* Problem description *
In your answer, give each entry again exactly as it appears.

Content starts

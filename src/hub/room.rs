//! The per-room hub task.
//!
//! A hub is the single authority over one room's membership and message
//! ordering. All register / unregister / publish events flow through one
//! mpsc channel drained by one task, so every per-room invariant holds
//! without any lock inside the hub.

use std::collections::HashMap;
use std::sync::Arc;

use tokio::sync::mpsc;
use uuid::Uuid;

use crate::common::time::Clock;
use crate::domain::StoredMessage;
use crate::gateway::AppendSender;

use super::registry::HubRegistry;
use super::session::{SessionHandle, SessionId, SessionPushError};

/// Events serialized through a hub's event loop.
#[derive(Debug)]
pub(crate) enum HubEvent {
    Register(SessionHandle),
    Unregister(SessionId),
    Publish { sender: String, body: String },
    Shutdown,
}

/// Cloneable handle to a running room hub.
///
/// All methods are fire-and-forget sends into the hub's event stream; a
/// send to a hub that has already exited is silently dropped (the handle
/// holder is about to observe the closure anyway).
#[derive(Debug, Clone)]
pub struct HubHandle {
    hub_id: Uuid,
    room: Arc<str>,
    events: mpsc::UnboundedSender<HubEvent>,
}

/// The hub this handle pointed at has exited.
#[derive(Debug, thiserror::Error)]
#[error("hub for room '{0}' has exited")]
pub(crate) struct HubClosed(pub String);

impl HubHandle {
    pub fn room(&self) -> &str {
        &self.room
    }

    /// Identity of the hub instance behind this handle. Two hubs for the
    /// same room name (one retired, one fresh) have distinct ids.
    pub(crate) fn hub_id(&self) -> Uuid {
        self.hub_id
    }

    /// Add a session to the member set.
    ///
    /// Fails only if the hub raced to retirement; the caller re-resolves
    /// and registers into a fresh hub.
    pub(crate) fn register(&self, session: SessionHandle) -> Result<(), HubClosed> {
        self.events
            .send(HubEvent::Register(session))
            .map_err(|_| HubClosed(self.room.to_string()))
    }

    /// Remove a session from the member set. Idempotent: unknown ids and
    /// already-exited hubs are no-ops.
    pub fn unregister(&self, session_id: SessionId) {
        let _ = self.events.send(HubEvent::Unregister(session_id));
    }

    /// Submit one validated message for persistence and fan-out.
    pub fn publish(&self, sender: impl Into<String>, body: impl Into<String>) {
        let _ = self.events.send(HubEvent::Publish {
            sender: sender.into(),
            body: body.into(),
        });
    }

    pub(crate) fn shutdown(&self) {
        let _ = self.events.send(HubEvent::Shutdown);
    }

    pub(crate) fn is_closed(&self) -> bool {
        self.events.is_closed()
    }
}

/// One room's hub state, owned by its event-loop task.
pub(crate) struct RoomHub {
    room: String,
    hub_id: Uuid,
    members: HashMap<SessionId, SessionHandle>,
    events: mpsc::UnboundedReceiver<HubEvent>,
    appends: AppendSender,
    clock: Arc<dyn Clock>,
}

impl RoomHub {
    pub(crate) fn new(
        room: &str,
        appends: AppendSender,
        clock: Arc<dyn Clock>,
    ) -> (HubHandle, Self) {
        let (tx, rx) = mpsc::unbounded_channel();
        let hub_id = Uuid::new_v4();
        let handle = HubHandle {
            hub_id,
            room: Arc::from(room),
            events: tx,
        };
        let hub = Self {
            room: room.to_string(),
            hub_id,
            members: HashMap::new(),
            events: rx,
            appends,
            clock,
        };
        (handle, hub)
    }

    /// Drive the hub until it retires (member set empties) or the process
    /// shuts down.
    pub(crate) async fn run(mut self, registry: Arc<HubRegistry>) {
        tracing::debug!("hub for room '{}' started", self.room);

        while let Some(event) = self.events.recv().await {
            match event {
                HubEvent::Register(session) => self.handle_register(session),
                HubEvent::Unregister(session_id) => {
                    self.handle_unregister(session_id);
                    if self.members.is_empty() {
                        self.retire(&registry).await;
                        return;
                    }
                }
                HubEvent::Publish { sender, body } => {
                    self.handle_publish(sender, body);
                    // Evicting a slow consumer can empty the room too.
                    if self.members.is_empty() {
                        self.retire(&registry).await;
                        return;
                    }
                }
                HubEvent::Shutdown => {
                    tracing::info!(
                        "hub for room '{}' shutting down, closing {} session(s)",
                        self.room,
                        self.members.len()
                    );
                    // Dropping the handles closes every member's write loop.
                    self.members.clear();
                    return;
                }
            }
        }
    }

    fn handle_register(&mut self, session: SessionHandle) {
        tracing::debug!(
            "room '{}': session {} ({}) registered",
            self.room,
            session.id,
            session.user
        );
        self.members.insert(session.id, session);
    }

    fn handle_unregister(&mut self, session_id: SessionId) {
        // No-op if absent: covers double-close races.
        if self.members.remove(&session_id).is_some() {
            tracing::debug!("room '{}': session {} unregistered", self.room, session_id);
        }
    }

    fn handle_publish(&mut self, sender: String, body: String) {
        let timestamp = self.clock.now_millis();
        let message = StoredMessage::new(self.room.clone(), sender, body, timestamp);

        // Hand off for durable storage first; the worker preserves this
        // order, so persistence order matches broadcast order. The channel
        // only closes during process shutdown, after every hub has exited.
        if self.appends.send(message.clone()).is_err() {
            tracing::error!(
                "room '{}': append worker gone, message from '{}' not persisted",
                self.room,
                message.sender
            );
        }

        let frame = serde_json::to_string(&message.to_frame())
            .expect("outbound frame serialization cannot fail");

        // Fan out to every member, sender included: the echo carries the
        // server-assigned timestamp and ordering back to the sender's UI.
        let mut evicted: Vec<SessionId> = Vec::new();
        for (session_id, member) in &self.members {
            match member.try_push(frame.clone()) {
                Ok(()) => {}
                Err(SessionPushError::BufferFull) => {
                    tracing::warn!(
                        "room '{}': session {} ({}) not keeping up, evicting",
                        self.room,
                        session_id,
                        member.user
                    );
                    evicted.push(*session_id);
                }
                Err(SessionPushError::Closed) => {
                    // Write loop already gone; the unregister is in flight.
                    evicted.push(*session_id);
                }
            }
        }
        for session_id in evicted {
            self.members.remove(&session_id);
        }
    }

    /// Remove this hub from the registry, then drain events that were
    /// already buffered when retirement was decided.
    async fn retire(&mut self, registry: &Arc<HubRegistry>) {
        registry.retire(&self.room, self.hub_id).await;
        self.events.close();

        while let Some(event) = self.events.recv().await {
            if let HubEvent::Register(session) = event {
                // The session raced hub retirement; dropping its handle
                // closes it and the client reconnects into a fresh hub.
                tracing::debug!(
                    "room '{}': session {} registered into retiring hub, closing it",
                    self.room,
                    session.id
                );
            }
        }
        tracing::debug!("hub for room '{}' retired", self.room);
    }
}
//! The room hub and live-connection broadcast engine.
//!
//! One hub task per live room serializes membership changes and message
//! fan-out; the registry maps room names to their hubs. Sessions bridge a
//! WebSocket to the hub's message model through a bounded outbound buffer.

mod registry;
mod room;
mod session;

pub use registry::{HubRegistry, RegistryClosed};
pub use room::HubHandle;
pub use session::{SessionHandle, SessionId, SessionPushError};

Content ends

* Answer space *
filename src/hub/room.rs
//! The per-room hub task.
//!
//! A hub is the single authority over one room's membership and message
//! ordering. All register / unregister / publish events flow through one
//! mpsc channel drained by one task, so every per-room invariant holds
//! without any lock inside the hub.

use std::collections::HashMap;
use std::sync::Arc;

use tokio::sync::mpsc;
use uuid::Uuid;

use crate::common::time::Clock;
use crate::domain::StoredMessage;
use crate::gateway::AppendSender;

use super::registry::HubRegistry;
use super::session::{SessionHandle, SessionId, SessionPushError};

/// Events serialized through a hub's event loop.
#[derive(Debug)]
pub(crate) enum HubEvent {
    Register(SessionHandle),
    Unregister(SessionId),
    Publish { sender: String, body: String },
    Shutdown,
}

/// Cloneable handle to a running room hub.
///
/// All methods are fire-and-forget sends into the hub's event stream; a
/// send to a hub that has already exited is silently dropped (the handle
/// holder is about to observe the closure anyway).
#[derive(Debug, Clone)]
pub struct HubHandle {
    hub_id: Uuid,
    room: Arc<str>,
    events: mpsc::UnboundedSender<HubEvent>,
}

/// The hub this handle pointed at has exited.
#[derive(Debug, thiserror::Error)]
#[error("hub for room '{0}' has exited")]
pub(crate) struct HubClosed(pub String);

impl HubHandle {
    pub fn room(&self) -> &str {
        &self.room
    }

    /// Identity of the hub instance behind this handle. Two hubs for the
    /// same room name (one retired, one fresh) have distinct ids.
    pub(crate) fn hub_id(&self) -> Uuid {
        self.hub_id
    }

    /// Add a session to the member set.
    ///
    /// Fails only if the hub raced to retirement; the caller re-resolves
    /// and registers into a fresh hub.
    pub(crate) fn register(&self, session: SessionHandle) -> Result<(), HubClosed> {
        self.events
            .send(HubEvent::Register(session))
            .map_err(|_| HubClosed(self.room.to_string()))
    }

    /// Remove a session from the member set. Idempotent: unknown ids and
    /// already-exited hubs are no-ops.
    pub fn unregister(&self, session_id: SessionId) {
        let _ = self.events.send(HubEvent::Unregister(session_id));
    }

    /// Submit one validated message for persistence and fan-out.
    pub fn publish(&self, sender: impl Into<String>, body: impl Into<String>) {
        let _ = self.events.send(HubEvent::Publish {
            sender: sender.into(),
            body: body.into(),
        });
    }

    pub(crate) fn shutdown(&self) {
        let _ = self.events.send(HubEvent::Shutdown);
    }

    pub(crate) fn is_closed(&self) -> bool {
        self.events.is_closed()
    }
}

/// One room's hub state, owned by its event-loop task.
pub(crate) struct RoomHub {
    room: String,
    hub_id: Uuid,
    members: HashMap<SessionId, SessionHandle>,
    events: mpsc::UnboundedReceiver<HubEvent>,
    appends: AppendSender,
    clock: Arc<dyn Clock>,
}

impl RoomHub {
    pub(crate) fn new(
        room: &str,
        appends: AppendSender,
        clock: Arc<dyn Clock>,
    ) -> (HubHandle, Self) {
        let (tx, rx) = mpsc::unbounded_channel();
        let hub_id = Uuid::new_v4();
        let handle = HubHandle {
            hub_id,
            room: Arc::from(room),
            events: tx,
        };
        let hub = Self {
            room: room.to_string(),
            hub_id,
            members: HashMap::new(),
            events: rx,
            appends,
            clock,
        };
        (handle, hub)
    }

    /// Drive the hub until it retires (member set empties) or the process
    /// shuts down.
    pub(crate) async fn run(mut self, registry: Arc<HubRegistry>) {
        tracing::debug!("hub for room '{}' started", self.room);

        while let Some(event) = self.events.recv().await {
            match event {
                HubEvent::Register(session) => self.handle_register(session),
                HubEvent::Unregister(session_id) => {
                    self.handle_unregister(session_id);
                    if self.members.is_empty() {
                        self.retire(&registry).await;
                        return;
                    }
                }
                HubEvent::Publish { sender, body } => {
                    self.handle_publish(sender, body);
                    // Evicting a slow consumer can empty the room too.
                    if self.members.is_empty() {
                        self.retire(&registry).await;
                        return;
                    }
                }
                HubEvent::Shutdown => {
                    tracing::info!(
                        "hub for room '{}' shutting down, closing {} session(s)",
                        self.room,
                        self.members.len()
                    );
                    // Dropping the handles closes every member's write loop.
                    self.members.clear();
                    return;
                }
            }
        }
    }

    fn handle_register(&mut self, session: SessionHandle) {
        tracing::debug!(
            "room '{}': session {} ({}) registered",
            self.room,
            session.id,
            session.user
        );
        self.members.insert(session.id, session);
    }

    fn handle_unregister(&mut self, session_id: SessionId) {
        // No-op if absent: covers double-close races.
        if self.members.remove(&session_id).is_some() {
            tracing::debug!("room '{}': session {} unregistered", self.room, session_id);
        }
    }

    fn handle_publish(&mut self, sender: String, body: String) {
        let timestamp = self.clock.now_millis();
        let message = StoredMessage::new(self.room.clone(), sender, body, timestamp);

        // Hand off for durable storage first; the worker preserves this
        // order, so persistence order matches broadcast order. The channel
        // only closes during process shutdown, after every hub has exited.
        if self.appends.send(message.clone()).is_err() {
            tracing::error!(
                "room '{}': append worker gone, message from '{}' not persisted",
                self.room,
                message.sender
            );
        }

        let frame = serde_json::to_string(&message.to_frame())
            .expect("outbound frame serialization cannot fail");

        // Fan out to every member, sender included: the echo carries the
        // server-assigned timestamp and ordering back to the sender's UI.
        let mut evicted: Vec<SessionId> = Vec::new();
        for (session_id, member) in &self.members {
            match member.try_push(frame.clone()) {
                Ok(()) => {}
                Err(SessionPushError::BufferFull) => {
                    tracing::warn!(
                        "room '{}': session {} ({}) not keeping up, evicting",
                        self.room,
                        session_id,
                        member.user
                    );
                    evicted.push(*session_id);
                }
                Err(SessionPushError::Closed) => {
                    // Write loop already gone; the unregister is in flight.
                    evicted.push(*session_id);
                }
            }
        }
        for session_id in evicted {
            self.members.remove(&session_id);
        }
    }

    /// Remove this hub from the registry, then drain events that were
    /// already buffered when retirement was decided.
    async fn retire(&mut self, registry: &Arc<HubRegistry>) {
        registry.retire(&self.room, self.hub_id).await;
        self.events.close();

        while let Some(event) = self.events.recv().await {
            if let HubEvent::Register(session) = event {
                // The session raced hub retirement; dropping its handle
                // closes it and the client reconnects into a fresh hub.
                tracing::debug!(
                    "room '{}': session {} registered into retiring hub, closing it",
                    self.room,
                    session.id
                );
            }
        }
        tracing::debug!("hub for room '{}' retired", self.room);
    }
}
//! The room hub and live-connection broadcast engine.
//!
//! One hub task per live room serializes membership changes and message
//! fan-out; the registry maps room names to their hubs. Sessions bridge a
//! WebSocket to the hub's message model through a bounded outbound buffer.

mod registry;
mod room;
mod session;

pub use registry::{HubRegistry, RegistryClosed};
pub use room::HubHandle;
pub use session::{SessionHandle, SessionId, SessionPushError};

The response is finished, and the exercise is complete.